Właściciele firmy Bartax s.c., która zarządza targowiskiem na Bartodziejach, odpierają zarzuty stawiane im przez kupców. Zapewniają, ze wszystkie inwestycje, jakie zostały wykonane na terenie rynku, są odpowiednio udokumentowane.
Wracamy do tematu, który poruszyliśmy tydzień temu. Przypomnijmy krótko całą sprawę. W ostatni poniedziałek kupcy z rynku przy ul. Curie-Skłodowskiej zawiązali stowarzyszenie, które ma bronić ich interesów. Handlowcy twierdzą, że czują się oszukiwani przez administratora targu, firmę Bartax s.c.
Po ukazaniu się naszego artykułu odezwała się do nas pani Zofia Pstrong, współwłaścicielka firmy Bartax zarządzającej targowiskiem.
Nic na nas nie mają
Handlowcy zarzucają firmie Bartax zawyżenie kosztów budowy nowych pawilonów oraz zadaszenia nad przejściem przez rynek. Domagają się zwrotu kosztów brukowania terenu w sąsiedztwie targowiska, które miało miejsce pod koniec lat 90. Chcą też natychmiastowego uruchomienia węzła sanitarnego.

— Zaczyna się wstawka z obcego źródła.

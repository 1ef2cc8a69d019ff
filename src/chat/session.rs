//! Core chat session management.
//!
//! This module provides the `ChatSession` struct which manages conversation
//! state and drives completion turns through the API client.

use reqwest::Method;
use tokio_util::sync::CancellationToken;

use crate::DeepSeek;
use crate::chat::config::ChatConfig;
use crate::chat::types::{ChatCompletionRequest, ChatCompletionResponse, ChatMessage, Usage};
use crate::error::{Error, Result};
use crate::observability;

/// Endpoint path for chat completions, relative to the base URL.
const COMPLETIONS_PATH: &str = "chat/completions";

/// A chat session that manages conversation state and API interactions.
///
/// The session keeps message history across turns. On failure the history
/// is rolled back to its state before the turn, so a failed turn can be
/// retried by the caller without duplicating the user message.
pub struct ChatSession {
    client: DeepSeek,
    config: ChatConfig,
    messages: Vec<ChatMessage>,
    usage_totals: Usage,
    last_turn_usage: Option<Usage>,
    request_count: u64,
}

/// Aggregated stats for a chat session.
#[derive(Debug, Clone)]
pub struct SessionStats {
    /// The model used for the session.
    pub model: String,
    /// The number of messages in the conversation.
    pub message_count: usize,
    /// The system prompt, if any.
    pub system_prompt: Option<String>,
    /// The sampling temperature, if set.
    pub temperature: Option<f32>,
    /// The maximum tokens per response, if capped.
    pub max_tokens: Option<u32>,
    /// Total prompt tokens across all requests.
    pub total_prompt_tokens: u64,
    /// Total completion tokens across all requests.
    pub total_completion_tokens: u64,
    /// Total number of API requests made.
    pub total_requests: u64,
    /// Token usage for the last turn, if available.
    pub last_turn_usage: Option<Usage>,
}

impl ChatSession {
    /// Creates a new chat session with the given client and configuration.
    pub fn new(client: DeepSeek, config: ChatConfig) -> Self {
        Self {
            client,
            config,
            messages: Vec::new(),
            usage_totals: Usage::default(),
            last_turn_usage: None,
            request_count: 0,
        }
    }

    /// Sends a user message and returns the assistant's reply.
    ///
    /// This method:
    /// 1. Adds the user message to history
    /// 2. Posts one completion request to the API
    /// 3. Adds the assistant response to history
    ///
    /// # Errors
    ///
    /// Returns an error if the API request fails; the user message is
    /// rolled back from history in that case.
    pub async fn send(&mut self, user_input: &str) -> Result<String> {
        self.turn(user_input, None).await
    }

    /// Like [`send`](Self::send), but the turn can be cancelled through the
    /// token; cancellation fails the turn with [`Error::Abort`] and rolls
    /// back the history.
    pub async fn send_cancellable(
        &mut self,
        user_input: &str,
        cancel: &CancellationToken,
    ) -> Result<String> {
        self.turn(user_input, Some(cancel)).await
    }

    async fn turn(
        &mut self,
        user_input: &str,
        cancel: Option<&CancellationToken>,
    ) -> Result<String> {
        observability::CHAT_TURNS.click();
        let previous_len = self.messages.len();
        self.messages.push(ChatMessage::user(user_input));

        let body = serde_json::to_value(self.build_request())?;
        let result = match cancel {
            Some(cancel) => {
                self.client
                    .request_cancellable(Method::POST, COMPLETIONS_PATH, Some(&body), cancel)
                    .await
            }
            None => {
                self.client
                    .request(Method::POST, COMPLETIONS_PATH, Some(&body))
                    .await
            }
        };

        let response = match result {
            Ok(response) => response,
            Err(err) => {
                observability::CHAT_TURN_ERRORS.click();
                self.messages.truncate(previous_len);
                return Err(err);
            }
        };

        let completion: ChatCompletionResponse = match serde_json::from_value(response.body) {
            Ok(completion) => completion,
            Err(err) => {
                observability::CHAT_TURN_ERRORS.click();
                self.messages.truncate(previous_len);
                return Err(Error::serialization(
                    format!("Failed to parse completion: {}", err),
                    Some(Box::new(err)),
                ));
            }
        };

        let Some(content) = completion.first_content().map(String::from) else {
            observability::CHAT_TURN_ERRORS.click();
            self.messages.truncate(previous_len);
            return Err(Error::serialization(
                "completion contained no choices".to_string(),
                None,
            ));
        };

        self.messages.push(ChatMessage::assistant(content.clone()));
        self.record_usage(completion.usage);
        Ok(content)
    }

    /// Assemble the request for the current history, prepending the system
    /// prompt when one is configured.
    fn build_request(&self) -> ChatCompletionRequest {
        let mut messages = Vec::with_capacity(self.messages.len() + 1);
        if let Some(prompt) = &self.config.system_prompt {
            messages.push(ChatMessage::system(prompt.clone()));
        }
        messages.extend(self.messages.iter().cloned());

        let mut request = ChatCompletionRequest::new(self.config.model.clone(), messages);
        request.temperature = self.config.temperature;
        request.max_tokens = self.config.max_tokens;
        request
    }

    fn record_usage(&mut self, usage: Option<Usage>) {
        self.request_count = self.request_count.saturating_add(1);
        self.last_turn_usage = usage;
        if let Some(usage) = usage {
            self.usage_totals = self.usage_totals + usage;
        }
    }

    /// Clears the conversation history.
    pub fn clear(&mut self) {
        self.messages.clear();
    }

    /// Returns the number of messages in the conversation.
    pub fn message_count(&self) -> usize {
        self.messages.len()
    }

    /// Changes the model used for responses.
    pub fn set_model(&mut self, model: impl Into<String>) {
        self.config.model = model.into();
    }

    /// Returns the current model.
    pub fn model(&self) -> &str {
        &self.config.model
    }

    /// Sets or clears the system prompt.
    pub fn set_system_prompt(&mut self, prompt: Option<String>) {
        self.config.system_prompt = prompt;
    }

    /// Returns the current system prompt, if any.
    pub fn system_prompt(&self) -> Option<&str> {
        self.config.system_prompt.as_deref()
    }

    /// Sets the sampling temperature.
    pub fn set_temperature(&mut self, temperature: Option<f32>) {
        self.config.temperature = temperature;
    }

    /// Sets the maximum tokens per response.
    pub fn set_max_tokens(&mut self, max_tokens: Option<u32>) {
        self.config.max_tokens = max_tokens;
    }

    /// Returns the current session statistics snapshot.
    pub fn stats(&self) -> SessionStats {
        SessionStats {
            model: self.config.model.clone(),
            message_count: self.message_count(),
            system_prompt: self.config.system_prompt.clone(),
            temperature: self.config.temperature,
            max_tokens: self.config.max_tokens,
            total_prompt_tokens: self.usage_totals.prompt_tokens,
            total_completion_tokens: self.usage_totals.completion_tokens,
            total_requests: self.request_count,
            last_turn_usage: self.last_turn_usage,
        }
    }
}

- Zarzuty formułowane przez grupę kupców są bezpodstawne. Jeżeli mają oni jakiekolwiek wątpliwości co do strony prawnej realizowanych przez nas inwestycji, to zapraszam do biura naszej firmy. Mamy dokumenty nawet sprzed 16 lat, kiedy to powstawało targowisko - mówi Zofia Pstrong.
Spór między handlowcami i administracją rynku zaognił się w marcu, kiedy to zakończyły się prace przy instalacji zadaszenia nad jednym z przejść na rynku.
Jaka firma takie wykonanie
Miasto od 1999 roku nie partycypuje w kosztach inwestycji na terenie rynku. Część pieniędzy musieli więc wyłożyć sami kupcy. W opinii handlowców oferta firmy "Tombud", wykonawcy inwestycji, nie była najtańsza. Ponadto wskazują oni na usterki konstrukcji - wodę kapiącą z dachów podczas deszczu, czy nierówne położenie nowej kostki brukowej.
- Trzeba pamiętać, że prace jeszcze się nie zakończyły. Drobne problemy, takie jak na przykład ta nieszczęsna kapiąca woda, muszą być jeszcze rozwiązane. Z drugiej strony, handlowcy nie powinni się dziwić, że efekt jest taki, a nie inny, skoro chcieli taniego wykonawcę - tłumaczy Dariusz Pstrong z firmy Bartax s.c.
Kupcy, którzy partycypowali w kosztach inwestycji, nie podpisywali w tej sprawie umów z administratorem rynku. W zamian za to użytkownicy nowych pawilonów są zwolnieni z opłat targowych. Został im podatek od nieruchomości oraz opłaty za media.
Z tą sytuacją z kolei nie zgadzają się ci, którzy pozostali w starych pawilonach. Na nich też została przeniesiona część kosztów przebudowy rynku.
Musztarda po obiedzie?
- Nie rozumiem argumentów, które prezentują kupcy z Bartodziejów. Mogli założyć stowarzyszenie, zanim zaczął się remont. Wtedy była jeszcze szansa, żeby wszystko uzgodnić, dogadać. Teraz to już jest musztarda po obiedzie. Zresztą wysokie koszty budowy zadaszenia i tak się zwrócą, bo rynek odwiedzi więcej klientów - mówi Jerzy Mickuś, prezes Stowarzyszenia Kupców Osiedla Kapuściska.